#### WHAT YOU HAVE TO DO
In the records below, some lines contain the word "exists". Copy each of them.

#### AVAILABLE RECORDS
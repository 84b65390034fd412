use serde::Serialize;
use solver_core::{Activity, AggregateSummary, AuthError, RefreshTrigger, RoutineEntry};

use super::{open_app, print_notification, CommandResult};

#[derive(Serialize)]
struct HistoryReport<'a> {
    entries: &'a [RoutineEntry],
    summary: Option<AggregateSummary>,
}

pub async fn run(json: bool) -> CommandResult {
    let app = open_app()?;
    if app.user_id().is_none() {
        return Err(AuthError::NotSignedIn.into());
    }
    app.refresh(RefreshTrigger::Automatic)
        .await
        .inspect_err(|_| print_notification(&app))?;

    let entries = app.aggregate().snapshot();
    if json {
        let report = HistoryReport {
            entries: &entries,
            summary: app.aggregate().summary(),
        };
        println!("{}", serde_json::to_string_pretty(&report)?);
        return Ok(());
    }

    if entries.is_empty() {
        println!("no routines logged yet");
        return Ok(());
    }

    println!(
        "{:<12} {:>8} {:>5} {:>6} {:>7}  Activities",
        "Date", "Minutes", "Mood", "Prod", "Score"
    );
    for entry in entries.iter() {
        let activities: Vec<&str> = entry.activities.iter().map(Activity::as_str).collect();
        let productivity = entry
            .productivity
            .map(|p| p.to_string())
            .unwrap_or_else(|| "-".into());
        println!(
            "{:<12} {:>8} {:>5} {:>6} {:>7.2}  {}",
            entry.date.to_string(),
            entry.duration,
            entry.mood,
            productivity,
            entry.solver_score,
            activities.join(", ")
        );
    }

    if let Some(summary) = app.aggregate().summary() {
        println!();
        println!(
            "{} routines, mean score {:.2}, best {:.2}, mean mood {:.1}",
            summary.count, summary.mean_score, summary.best_score, summary.mean_mood
        );
    }
    Ok(())
}
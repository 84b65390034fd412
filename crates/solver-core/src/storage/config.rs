//! TOML-based application configuration.
//!
//! Stores:
//! - The remote store endpoint (`api_url`), which survives logout
//! - The remembered agent identity, when signed in with an Agent ID
//! - Notification display window
//! - Default log level
//!
//! Configuration is stored at `~/.config/solver-society/config.toml`.

use serde::{Deserialize, Serialize};
use std::path::{Path, PathBuf};

use super::data_dir;
use crate::error::ConfigError;

/// Shortest and longest notification windows, in seconds.
pub const NOTIFICATION_WINDOW_BOUNDS: (u64, u64) = (4, 6);

/// Notification configuration.
#[derive(Debug, Clone, PartialEq, Serialize, Deserialize)]
pub struct NotificationsConfig {
    /// Seconds a notification stays visible.
    #[serde(default = "default_window_secs")]
    pub window_secs: u64,
}

/// Application configuration.
///
/// Serialized to/from TOML at `~/.config/solver-society/config.toml`.
#[derive(Debug, Clone, PartialEq, Serialize, Deserialize)]
pub struct Config {
    /// Base URL of the remote routine store.
    #[serde(default)]
    pub api_url: String,
    /// Agent identity remembered across restarts.
    #[serde(default, skip_serializing_if = "Option::is_none")]
    pub agent_id: Option<String>,
    /// Default tracing filter when RUST_LOG is unset.
    #[serde(default = "default_log_level")]
    pub log_level: String,
    #[serde(default)]
    pub notifications: NotificationsConfig,
}

fn default_window_secs() -> u64 {
    NOTIFICATION_WINDOW_BOUNDS.1
}
fn default_log_level() -> String {
    "warn".into()
}

impl Default for NotificationsConfig {
    fn default() -> Self {
        Self {
            window_secs: default_window_secs(),
        }
    }
}

impl NotificationsConfig {
    /// Window clamped into the supported bounds.
    pub fn window(&self) -> std::time::Duration {
        let (min, max) = NOTIFICATION_WINDOW_BOUNDS;
        std::time::Duration::from_secs(self.window_secs.clamp(min, max))
    }
}

impl Default for Config {
    fn default() -> Self {
        Self {
            api_url: String::new(),
            agent_id: None,
            log_level: default_log_level(),
            notifications: NotificationsConfig::default(),
        }
    }
}

impl Config {
    fn get_json_value_by_path<'a>(
        root: &'a serde_json::Value,
        key: &str,
    ) -> Option<&'a serde_json::Value> {
        if key.is_empty() {
            return None;
        }

        let mut current = root;
        for part in key.split('.') {
            current = current.get(part)?;
        }
        Some(current)
    }

    fn set_json_value_by_path(
        root: &mut serde_json::Value,
        key: &str,
        value: &str,
    ) -> Result<(), ConfigError> {
        let unknown = || ConfigError::UnknownKey(key.to_string());
        let invalid = |message: String| ConfigError::InvalidValue {
            key: key.to_string(),
            message,
        };

        let mut parts = key.split('.').peekable();
        if key.is_empty() {
            return Err(unknown());
        }

        let mut current = root;
        while let Some(part) = parts.next() {
            let is_leaf = parts.peek().is_none();
            if is_leaf {
                let obj = current.as_object_mut().ok_or_else(unknown)?;
                let existing = obj.get(part).ok_or_else(unknown)?;

                let new_value = match existing {
                    serde_json::Value::Bool(_) => serde_json::Value::Bool(
                        value.parse::<bool>().map_err(|e| invalid(e.to_string()))?,
                    ),
                    serde_json::Value::Number(_) => {
                        let n = value
                            .parse::<u64>()
                            .map_err(|_| invalid(format!("cannot parse '{value}' as number")))?;
                        serde_json::Value::Number(n.into())
                    }
                    serde_json::Value::Object(_) | serde_json::Value::Array(_) => {
                        serde_json::from_str(value).map_err(|e| invalid(e.to_string()))?
                    }
                    _ => serde_json::Value::String(value.into()),
                };

                obj.insert(part.to_string(), new_value);
                return Ok(());
            }

            current = current.get_mut(part).ok_or_else(unknown)?;
        }

        Err(unknown())
    }

    /// Default on-disk location.
    pub fn path() -> Result<PathBuf, ConfigError> {
        Ok(data_dir()?.join("config.toml"))
    }

    /// Load from the default location, writing defaults if absent.
    ///
    /// # Errors
    ///
    /// Returns an error if the config file exists but cannot be parsed,
    /// or if the default config cannot be written to disk.
    pub fn load() -> Result<Self, ConfigError> {
        Self::load_from(&Self::path()?)
    }

    /// Load from `path`, writing defaults there if the file is absent.
    pub fn load_from(path: &Path) -> Result<Self, ConfigError> {
        match std::fs::read_to_string(path) {
            Ok(content) => toml::from_str(&content).map_err(|e| ConfigError::LoadFailed {
                path: path.to_path_buf(),
                message: e.to_string(),
            }),
            Err(e) if e.kind() == std::io::ErrorKind::NotFound => {
                let cfg = Self::default();
                cfg.save_to(path)?;
                Ok(cfg)
            }
            Err(e) => Err(ConfigError::LoadFailed {
                path: path.to_path_buf(),
                message: e.to_string(),
            }),
        }
    }

    /// Persist to the default location.
    ///
    /// # Errors
    ///
    /// Returns an error if the config cannot be serialized or written to disk.
    pub fn save(&self) -> Result<(), ConfigError> {
        self.save_to(&Self::path()?)
    }

    /// Persist to `path`.
    pub fn save_to(&self, path: &Path) -> Result<(), ConfigError> {
        let save_failed = |message: String| ConfigError::SaveFailed {
            path: path.to_path_buf(),
            message,
        };
        let content = toml::to_string_pretty(self).map_err(|e| save_failed(e.to_string()))?;
        std::fs::write(path, content).map_err(|e| save_failed(e.to_string()))
    }

    /// Get a config value as string by dot-separated key.
    pub fn get(&self, key: &str) -> Option<String> {
        let json = serde_json::to_value(self).ok()?;
        let val = Self::get_json_value_by_path(&json, key)?;
        match val {
            serde_json::Value::String(s) => Some(s.clone()),
            serde_json::Value::Null => Some(String::new()),
            other => Some(other.to_string()),
        }
    }

    /// Set a config value by key. Does not save.
    ///
    /// # Errors
    ///
    /// Returns an error if the key is unknown or the value cannot be parsed.
    pub fn set(&mut self, key: &str, value: &str) -> Result<(), ConfigError> {
        // Optional fields are skipped when absent; expose them for editing.
        let mut json = serde_json::to_value(&*self).map_err(|e| ConfigError::InvalidValue {
            key: key.to_string(),
            message: e.to_string(),
        })?;
        if let Some(obj) = json.as_object_mut() {
            obj.entry("agent_id").or_insert(serde_json::Value::Null);
        }
        Self::set_json_value_by_path(&mut json, key, value)?;
        *self = serde_json::from_value(json).map_err(|e| ConfigError::InvalidValue {
            key: key.to_string(),
            message: e.to_string(),
        })?;
        Ok(())
    }

    /// Load from disk, returning default on error.
    /// This is a convenience method that never fails.
    pub fn load_or_default() -> Self {
        Self::load().unwrap_or_default()
    }

    /// Check values that parse but are out of range.
    ///
    /// # Errors
    ///
    /// [`ConfigError::InvalidValue`] for a notification window outside
    /// [`NOTIFICATION_WINDOW_BOUNDS`] or an endpoint that is not an http(s) URL.
    pub fn validate(&self) -> Result<(), ConfigError> {
        let (min, max) = NOTIFICATION_WINDOW_BOUNDS;
        if !(min..=max).contains(&self.notifications.window_secs) {
            return Err(ConfigError::InvalidValue {
                key: "notifications.window_secs".into(),
                message: format!("must be between {min} and {max} seconds"),
            });
        }

        let endpoint = self.api_url.trim();
        let is_http = endpoint.starts_with("http://") || endpoint.starts_with("https://");
        if !endpoint.is_empty() && !is_http {
            return Err(ConfigError::InvalidValue {
                key: "api_url".into(),
                message: format!("'{endpoint}' is not an http(s) URL"),
            });
        }
        Ok(())
    }
}

#[cfg(test)]
mod tests {
    use super::*;
    use tempfile::TempDir;

    #[test]
    fn default_config_roundtrip() {
        let cfg = Config::default();
        let toml_str = toml::to_string_pretty(&cfg).unwrap();
        let parsed: Config = toml::from_str(&toml_str).unwrap();
        assert_eq!(parsed, cfg);
        assert!(!toml_str.contains("agent_id"));
    }

    #[test]
    fn config_default_values() {
        let cfg = Config::default();
        assert_eq!(cfg.api_url, "");
        assert_eq!(cfg.agent_id, None);
        assert_eq!(cfg.log_level, "warn");
        assert_eq!(cfg.notifications.window_secs, 6);
    }

    #[test]
    fn missing_fields_fall_back_to_defaults() {
        let cfg: Config = toml::from_str(r#"api_url = "https://x/api""#).unwrap();
        assert_eq!(cfg.api_url, "https://x/api");
        assert_eq!(cfg.notifications.window_secs, 6);
    }

    #[test]
    fn notification_window_is_clamped() {
        let mut cfg = NotificationsConfig { window_secs: 1 };
        assert_eq!(cfg.window().as_secs(), 4);
        cfg.window_secs = 30;
        assert_eq!(cfg.window().as_secs(), 6);
        cfg.window_secs = 5;
        assert_eq!(cfg.window().as_secs(), 5);
    }

    #[test]
    fn get_supports_dot_path_keys() {
        let cfg = Config::default();
        assert_eq!(cfg.get("notifications.window_secs").as_deref(), Some("6"));
        assert_eq!(cfg.get("log_level").as_deref(), Some("warn"));
        assert!(cfg.get("notifications.missing_key").is_none());
    }

    #[test]
    fn set_updates_string_and_number() {
        let mut cfg = Config::default();
        cfg.set("api_url", "https://example.com/prod").unwrap();
        cfg.set("notifications.window_secs", "4").unwrap();
        assert_eq!(cfg.api_url, "https://example.com/prod");
        assert_eq!(cfg.notifications.window_secs, 4);
    }

    #[test]
    fn set_optional_agent_id() {
        let mut cfg = Config::default();
        cfg.set("agent_id", "Solver001").unwrap();
        assert_eq!(cfg.agent_id.as_deref(), Some("Solver001"));
    }

    #[test]
    fn set_rejects_unknown_key() {
        let mut cfg = Config::default();
        let result = cfg.set("ui.dark_mode", "true");
        assert!(matches!(result, Err(ConfigError::UnknownKey(_))));
    }

    #[test]
    fn set_rejects_invalid_number() {
        let mut cfg = Config::default();
        let result = cfg.set("notifications.window_secs", "soon");
        assert!(matches!(result, Err(ConfigError::InvalidValue { .. })));
    }

    #[test]
    fn validate_rejects_window_outside_bounds() {
        let mut cfg = Config::default();
        assert!(cfg.validate().is_ok());

        cfg.set("notifications.window_secs", "10").unwrap();
        assert!(matches!(
            cfg.validate(),
            Err(ConfigError::InvalidValue { key, .. }) if key == "notifications.window_secs"
        ));

        cfg.notifications.window_secs = 4;
        assert!(cfg.validate().is_ok());
    }

    #[test]
    fn validate_rejects_non_http_endpoint() {
        let mut cfg = Config::default();
        cfg.api_url = "ftp://x/api".into();
        assert!(matches!(
            cfg.validate(),
            Err(ConfigError::InvalidValue { key, .. }) if key == "api_url"
        ));
        cfg.api_url = "https://x/api".into();
        assert!(cfg.validate().is_ok());
    }

    #[test]
    fn load_from_missing_file_writes_defaults() {
        let dir = TempDir::new().unwrap();
        let path = dir.path().join("config.toml");

        let cfg = Config::load_from(&path).unwrap();
        assert_eq!(cfg, Config::default());
        assert!(path.exists());
    }

    #[test]
    fn save_and_reload() {
        let dir = TempDir::new().unwrap();
        let path = dir.path().join("config.toml");

        let mut cfg = Config::default();
        cfg.api_url = "https://x/api/routines".into();
        cfg.agent_id = Some("Solver001".into());
        cfg.save_to(&path).unwrap();

        assert_eq!(Config::load_from(&path).unwrap(), cfg);
    }

    #[test]
    fn load_from_rejects_garbage() {
        let dir = TempDir::new().unwrap();
        let path = dir.path().join("config.toml");
        std::fs::write(&path, "api_url = [").unwrap();

        assert!(matches!(
            Config::load_from(&path),
            Err(ConfigError::LoadFailed { .. })
        ));
    }
}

#### RESPONSE AREA
    /// Returns an error if the config file exists but cannot be parsed,
        assert!(path.exists());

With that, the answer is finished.